** What you will do **
Every line with the string "static" in it belongs in your answer, so copy them all from the data.

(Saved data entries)
********************

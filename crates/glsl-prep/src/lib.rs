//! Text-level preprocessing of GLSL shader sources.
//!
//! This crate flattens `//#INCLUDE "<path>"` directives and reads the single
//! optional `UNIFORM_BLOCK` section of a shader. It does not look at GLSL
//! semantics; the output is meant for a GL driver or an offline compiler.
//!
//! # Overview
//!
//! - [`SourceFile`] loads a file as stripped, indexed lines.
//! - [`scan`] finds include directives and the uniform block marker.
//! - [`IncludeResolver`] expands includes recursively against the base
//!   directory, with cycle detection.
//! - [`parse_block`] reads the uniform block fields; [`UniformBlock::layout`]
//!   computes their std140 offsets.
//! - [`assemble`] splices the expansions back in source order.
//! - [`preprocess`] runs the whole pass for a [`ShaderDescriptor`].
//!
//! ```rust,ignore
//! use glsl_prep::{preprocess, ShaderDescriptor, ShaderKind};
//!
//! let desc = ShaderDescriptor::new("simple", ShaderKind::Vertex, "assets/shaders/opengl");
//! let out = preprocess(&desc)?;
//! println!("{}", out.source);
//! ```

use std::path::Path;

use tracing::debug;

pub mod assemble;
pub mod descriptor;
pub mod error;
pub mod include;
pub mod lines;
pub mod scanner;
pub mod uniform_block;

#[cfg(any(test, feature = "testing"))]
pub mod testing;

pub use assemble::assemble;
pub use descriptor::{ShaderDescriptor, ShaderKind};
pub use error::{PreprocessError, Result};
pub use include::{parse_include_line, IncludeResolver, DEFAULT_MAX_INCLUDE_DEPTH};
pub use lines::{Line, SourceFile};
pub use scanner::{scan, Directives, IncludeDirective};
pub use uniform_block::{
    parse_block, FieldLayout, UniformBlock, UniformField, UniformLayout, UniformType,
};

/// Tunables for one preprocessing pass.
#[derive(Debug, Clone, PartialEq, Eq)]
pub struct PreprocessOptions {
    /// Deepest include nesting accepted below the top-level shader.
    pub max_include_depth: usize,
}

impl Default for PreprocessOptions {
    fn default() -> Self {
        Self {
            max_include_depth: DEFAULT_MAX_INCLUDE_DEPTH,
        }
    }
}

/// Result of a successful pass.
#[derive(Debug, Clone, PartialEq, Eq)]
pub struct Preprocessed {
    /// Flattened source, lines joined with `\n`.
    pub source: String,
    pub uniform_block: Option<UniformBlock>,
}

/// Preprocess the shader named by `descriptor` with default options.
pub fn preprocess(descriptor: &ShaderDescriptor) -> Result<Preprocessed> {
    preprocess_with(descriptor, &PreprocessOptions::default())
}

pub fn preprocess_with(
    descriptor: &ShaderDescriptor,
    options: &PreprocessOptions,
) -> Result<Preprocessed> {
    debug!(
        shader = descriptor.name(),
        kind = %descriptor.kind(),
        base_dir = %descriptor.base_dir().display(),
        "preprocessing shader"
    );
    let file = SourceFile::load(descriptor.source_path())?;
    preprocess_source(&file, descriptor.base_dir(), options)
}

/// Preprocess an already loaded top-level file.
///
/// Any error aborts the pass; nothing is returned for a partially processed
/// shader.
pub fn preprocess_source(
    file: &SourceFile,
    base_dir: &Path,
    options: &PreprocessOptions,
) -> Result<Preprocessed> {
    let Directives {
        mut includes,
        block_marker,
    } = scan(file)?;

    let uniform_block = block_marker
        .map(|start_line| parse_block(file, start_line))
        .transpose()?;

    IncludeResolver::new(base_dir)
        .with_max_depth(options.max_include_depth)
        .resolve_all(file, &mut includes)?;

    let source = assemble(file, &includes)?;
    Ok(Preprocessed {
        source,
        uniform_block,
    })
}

********************

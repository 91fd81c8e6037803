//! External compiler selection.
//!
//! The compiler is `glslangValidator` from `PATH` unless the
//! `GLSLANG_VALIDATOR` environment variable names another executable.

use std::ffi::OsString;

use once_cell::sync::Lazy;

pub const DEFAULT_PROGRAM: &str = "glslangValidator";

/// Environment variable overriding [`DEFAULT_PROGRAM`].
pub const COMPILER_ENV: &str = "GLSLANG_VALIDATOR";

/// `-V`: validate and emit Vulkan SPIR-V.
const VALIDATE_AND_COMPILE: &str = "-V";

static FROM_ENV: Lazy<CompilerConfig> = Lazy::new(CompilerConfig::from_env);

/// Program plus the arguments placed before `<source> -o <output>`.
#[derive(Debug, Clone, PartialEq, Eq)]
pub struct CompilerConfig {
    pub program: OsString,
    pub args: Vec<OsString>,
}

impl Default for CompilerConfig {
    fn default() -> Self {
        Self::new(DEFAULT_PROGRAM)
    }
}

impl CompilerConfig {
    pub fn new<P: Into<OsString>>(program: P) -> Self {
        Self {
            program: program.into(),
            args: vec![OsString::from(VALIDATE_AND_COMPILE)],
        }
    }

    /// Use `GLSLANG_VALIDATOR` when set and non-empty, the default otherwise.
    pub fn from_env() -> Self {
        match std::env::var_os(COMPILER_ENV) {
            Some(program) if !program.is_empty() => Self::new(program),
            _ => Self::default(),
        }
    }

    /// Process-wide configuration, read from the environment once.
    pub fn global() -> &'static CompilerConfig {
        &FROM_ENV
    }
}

********************

** Written answer **
static FROM_ENV: Lazy<CompilerConfig> = Lazy::new(CompilerConfig::from_env);
    pub fn global() -> &'static CompilerConfig {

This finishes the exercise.